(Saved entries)
▬▬▬▬▬▬

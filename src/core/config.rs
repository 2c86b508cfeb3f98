//! # Global runtime configuration.
//!
//! Provides [`Config`], the knobs of the scheduler runtime itself. What to
//! run lives in [`Settings`](crate::Settings); how the runtime paces its
//! polls and sizes its channels lives here.
//!
//! ## Sentinel values
//! - `watch_interval = 0s` → clamped to 1ms (a zero interval would spin)
//! - `barrier_poll = 0s` → clamped to 1ms
//! - `barrier_log_ratio = 0` → treated as 1
//! - `bus_capacity = 0` → treated as 1

use std::time::Duration;

/// Global configuration for the scheduler runtime.
///
/// ## Field semantics
/// - `watch_interval`: pause between two probes of a launched role
/// - `barrier_poll`: pause between two shared-store polls (remote prerequisite, web follower)
/// - `barrier_log_ratio`: call ratio of the logarithmic waiting heartbeat
/// - `bus_capacity`: event bus ring buffer size
///
/// ## Notes
/// All fields are public. Prefer the helper accessors to avoid
/// sprinkling sentinel checks (`0`) across the codebase.
#[derive(Clone, Debug)]
pub struct Config {
    /// Pause between two probes (operational / restart / alive) of a launched role.
    ///
    /// Bounds both the start delay of a dependent role and crash detection.
    pub watch_interval: Duration,

    /// Fixed pause between two polls while waiting on the shared store.
    pub barrier_poll: Duration,

    /// Poll `n` of a wait is reported only when `floor(ln(n / ratio))` grows.
    pub barrier_log_ratio: u64,

    /// Capacity of the event bus broadcast channel ring buffer.
    ///
    /// Slow subscribers that lag behind more than `bus_capacity` messages will
    /// receive `Lagged` and skip older items.
    pub bus_capacity: usize,
}

impl Config {
    /// Returns the watch interval clamped to a minimum of 1ms.
    #[inline]
    pub fn watch_interval_clamped(&self) -> Duration {
        self.watch_interval.max(Duration::from_millis(1))
    }

    /// Returns the barrier poll interval clamped to a minimum of 1ms.
    #[inline]
    pub fn barrier_poll_clamped(&self) -> Duration {
        self.barrier_poll.max(Duration::from_millis(1))
    }

    /// Returns the barrier log ratio clamped to a minimum of 1.
    #[inline]
    pub fn barrier_log_ratio_clamped(&self) -> u64 {
        self.barrier_log_ratio.max(1)
    }

    /// Returns a bus capacity clamped to a minimum of 1.
    #[inline]
    pub fn bus_capacity_clamped(&self) -> usize {
        self.bus_capacity.max(1)
    }
}

impl Default for Config {
    /// Default configuration:
    ///
    /// - `watch_interval = 50ms`
    /// - `barrier_poll = 200ms`
    /// - `barrier_log_ratio = 10`
    /// - `bus_capacity = 1024`
    fn default() -> Self {
        Self {
            watch_interval: Duration::from_millis(50),
            barrier_poll: Duration::from_millis(200),
            barrier_log_ratio: 10,
            bus_capacity: 1024,
        }
    }
}
//! # Handle to one spawned role process.

use std::sync::Arc;
use std::time::Duration;

use async_trait::async_trait;

use crate::roles::Role;

/// Handle to one OS process running a [`Role`].
///
/// The scheduler polls the probes every watch interval, so they must not
/// block the runtime. Stop requests are idempotent: calling either on a dead
/// process does nothing.
#[async_trait]
pub trait ProcessHandle: Send + Sync + 'static {
    /// Role this process runs.
    fn role(&self) -> Role;

    /// Returns true while the process has not exited.
    fn is_alive(&self) -> bool;

    /// Returns true once the process declared itself ready to serve.
    async fn is_operational(&self) -> bool;

    /// Returns true if the process asks for an application-wide restart.
    async fn asked_for_restart(&self) -> bool;

    /// Clears the restart request so it is only handled once.
    async fn acknowledge_ask_for_restart(&self);

    /// Requests a graceful stop. Escalation to a kill on timeout belongs to the launcher.
    async fn ask_for_stop(&self);

    /// Kills the process immediately.
    fn destroy_forcibly(&self);

    /// Waits until the process is dead, at most `timeout` when given.
    ///
    /// Returns true if the process is dead when this returns.
    async fn wait_for(&self, timeout: Option<Duration>) -> bool;
}

/// Shared handle to a role process.
pub type ProcessRef = Arc<dyn ProcessHandle>;
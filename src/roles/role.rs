//! # Role identifiers.
//!
//! [`Role`] enumerates the supervised processes. The set is closed and
//! statically known; its declaration order is the launch order.

use std::fmt;
use std::str::FromStr;

use thiserror::Error;

/// One of the supervised process kinds.
#[derive(Clone, Copy, Debug, PartialEq, Eq, Hash, PartialOrd, Ord)]
pub enum Role {
    /// Search engine. Has no prerequisite.
    Search,
    /// Web-serving process. Requires [`Role::Search`] and a leadership decision.
    Web,
    /// Background task processing. Requires [`Role::Web`].
    TaskProcessor,
}

impl Role {
    /// All roles, in dependency (launch) order.
    pub const ALL: [Role; 3] = [Role::Search, Role::Web, Role::TaskProcessor];

    /// Returns the role that must be operational before `self` may be launched.
    ///
    /// ```
    /// use rolevisor::Role;
    ///
    /// assert_eq!(Role::Search.prerequisite(), None);
    /// assert_eq!(Role::Web.prerequisite(), Some(Role::Search));
    /// assert_eq!(Role::TaskProcessor.prerequisite(), Some(Role::Web));
    /// ```
    pub const fn prerequisite(self) -> Option<Role> {
        match self {
            Role::Search => None,
            Role::Web => Some(Role::Search),
            Role::TaskProcessor => Some(Role::Web),
        }
    }

    /// Stable snake_case key (logs, store keys, status directories).
    pub const fn key(self) -> &'static str {
        match self {
            Role::Search => "search",
            Role::Web => "web",
            Role::TaskProcessor => "task_processor",
        }
    }

    /// Position of the role in [`Role::ALL`].
    pub(crate) const fn index(self) -> usize {
        match self {
            Role::Search => 0,
            Role::Web => 1,
            Role::TaskProcessor => 2,
        }
    }
}

impl fmt::Display for Role {
    fn fmt(&self, f: &mut fmt::Formatter<'_>) -> fmt::Result {
        f.write_str(self.key())
    }
}

/// Returned when a string does not name a [`Role`].
#[derive(Error, Debug, Clone, PartialEq, Eq)]
#[error("unknown role {0:?}")]
pub struct ParseRoleError(pub String);

impl FromStr for Role {
    type Err = ParseRoleError;

    fn from_str(s: &str) -> Result<Self, Self::Err> {
        match s {
            "search" => Ok(Role::Search),
            "web" => Ok(Role::Web),
            "task_processor" => Ok(Role::TaskProcessor),
            other => Err(ParseRoleError(other.to_string())),
        }
    }
}

#[cfg(test)]
mod tests {
    use super::*;

    #[test]
    fn test_all_is_dependency_ordered() {
        for (i, role) in Role::ALL.iter().enumerate() {
            assert_eq!(role.index(), i);
            if let Some(pre) = role.prerequisite() {
                assert!(pre.index() < role.index(), "{pre} must come before {role}");
            }
        }
    }

    #[test]
    fn test_key_parses_back() {
        for role in Role::ALL {
            assert_eq!(role.key().parse::<Role>(), Ok(role));
        }
        assert_eq!(
            "elastic".parse::<Role>(),
            Err(ParseRoleError("elastic".into()))
        );
    }
}
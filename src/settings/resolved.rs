//! # Resolved settings.
//!
//! [`Settings`] tells the scheduler whether the node is part of a cluster,
//! which roles run locally, and how to start each of them.
//!
//! ## Rules
//! - Outside cluster mode every role is enabled (disabling is a [`SettingsError`]).
//! - In cluster mode a disabled role is expected to run on another node; its
//!   dependents wait for it through the shared store.

use std::collections::HashMap;

use crate::error::SettingsError;
use crate::roles::{Role, RoleSet};
use crate::settings::{LaunchMode, RoleCommand};

/// Cluster identity of this node.
#[derive(Clone, Debug, PartialEq, Eq)]
pub struct ClusterSettings {
    /// Name shared by all nodes of the cluster (store namespace).
    pub name: String,
    /// Unique name of this node inside the cluster.
    pub node: String,
}

/// Resolved application settings.
///
/// ## Example
/// ```rust
/// use rolevisor::{Role, RoleCommand, Settings};
///
/// let settings = Settings::cluster("prod", "app-1")
///     .disable(Role::Search)
///     .with_command(RoleCommand::new(Role::Web, "/opt/app/bin/web"))
///     .with_command(RoleCommand::new(Role::TaskProcessor, "/opt/app/bin/tasks"));
///
/// assert!(settings.validate().is_ok());
/// assert!(!settings.is_enabled(Role::Search));
/// assert!(settings.is_cluster());
/// ```
#[derive(Clone, Debug, PartialEq, Eq)]
pub struct Settings {
    cluster: Option<ClusterSettings>,
    enabled: RoleSet,
    commands: HashMap<Role, RoleCommand>,
}

impl Settings {
    /// Single-node settings with every role enabled.
    pub fn local() -> Self {
        Self {
            cluster: None,
            enabled: RoleSet::all(),
            commands: HashMap::new(),
        }
    }

    /// Cluster-mode settings for node `node` of cluster `name`, every role enabled.
    pub fn cluster(name: impl Into<String>, node: impl Into<String>) -> Self {
        Self {
            cluster: Some(ClusterSettings {
                name: name.into(),
                node: node.into(),
            }),
            enabled: RoleSet::all(),
            commands: HashMap::new(),
        }
    }

    /// Disables `role` on this node (it runs elsewhere in the cluster).
    #[must_use]
    pub fn disable(mut self, role: Role) -> Self {
        self.enabled.remove(role);
        self
    }

    /// Registers (or replaces) the command of a role.
    #[must_use]
    pub fn with_command(mut self, command: RoleCommand) -> Self {
        self.commands.insert(command.role(), command);
        self
    }

    /// Returns true when the node is part of a cluster.
    pub fn is_cluster(&self) -> bool {
        self.cluster.is_some()
    }

    /// Cluster identity, if any.
    pub fn cluster_settings(&self) -> Option<&ClusterSettings> {
        self.cluster.as_ref()
    }

    /// Returns true if `role` runs on this node.
    pub fn is_enabled(&self, role: Role) -> bool {
        self.enabled.contains(role)
    }

    /// Roles running on this node.
    pub fn enabled_roles(&self) -> RoleSet {
        self.enabled
    }

    /// Configured command of `role`, as registered.
    pub fn command(&self, role: Role) -> Option<&RoleCommand> {
        self.commands.get(&role)
    }

    /// Command of `role` stamped with `mode`, ready to hand to a launcher.
    pub fn command_for(&self, role: Role, mode: LaunchMode) -> Option<RoleCommand> {
        self.commands
            .get(&role)
            .map(|cmd| cmd.clone().with_mode(mode))
    }

    /// Checks cross-field consistency.
    pub fn validate(&self) -> Result<(), SettingsError> {
        match &self.cluster {
            None => {
                if let Some(role) = Role::ALL.into_iter().find(|r| !self.is_enabled(*r)) {
                    return Err(SettingsError::DisabledOutsideCluster { role });
                }
            }
            Some(cluster) => {
                if cluster.name.trim().is_empty() {
                    return Err(SettingsError::MissingClusterField { field: "cluster name" });
                }
                if cluster.node.trim().is_empty() {
                    return Err(SettingsError::MissingClusterField { field: "node name" });
                }
                if self.enabled.is_empty() {
                    return Err(SettingsError::NothingEnabled);
                }
            }
        }

        for role in self.enabled.iter() {
            if let Some(cmd) = self.commands.get(&role)
                && cmd.program().as_os_str().is_empty()
            {
                return Err(SettingsError::EmptyProgram { role });
            }
        }
        Ok(())
    }
}

impl Default for Settings {
    /// Returns [`Settings::local`].
    fn default() -> Self {
        Self::local()
    }
}

#[cfg(test)]
mod tests {
    use super::*;

    #[test]
    fn test_local_rejects_disabled_roles() {
        let settings = Settings::local().disable(Role::Search);
        assert_eq!(
            settings.validate(),
            Err(SettingsError::DisabledOutsideCluster { role: Role::Search })
        );
    }

    #[test]
    fn test_cluster_requires_identity_and_one_role() {
        assert_eq!(
            Settings::cluster("", "n1").validate(),
            Err(SettingsError::MissingClusterField { field: "cluster name" })
        );

        let nothing = Role::ALL
            .into_iter()
            .fold(Settings::cluster("c", "n1"), Settings::disable);
        assert_eq!(nothing.validate(), Err(SettingsError::NothingEnabled));
    }

    #[test]
    fn test_empty_program_is_rejected_only_when_enabled() {
        let settings = Settings::cluster("c", "n1")
            .with_command(RoleCommand::new(Role::Search, ""))
            .disable(Role::Search);
        assert!(settings.validate().is_ok());

        let settings = Settings::local().with_command(RoleCommand::new(Role::Web, ""));
        assert_eq!(
            settings.validate(),
            Err(SettingsError::EmptyProgram { role: Role::Web })
        );
    }

    #[test]
    fn test_command_for_stamps_mode() {
        let settings = Settings::local().with_command(RoleCommand::new(Role::Web, "web"));
        let cmd = settings.command_for(Role::Web, LaunchMode::Follower);
        assert_eq!(cmd.map(|c| c.mode()), Some(LaunchMode::Follower));
        assert!(settings.command_for(Role::Search, LaunchMode::Standalone).is_none());
    }
}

▬▬▬▬▬▬

— WORK TO COMPLETE —
The lines to return are those in the entries above that include "index".

— ANSWER SECTION —
    pub(crate) const fn index(self) -> usize {
            assert_eq!(role.index(), i);
                assert!(pre.index() < role.index(), "{pre} must come before {role}");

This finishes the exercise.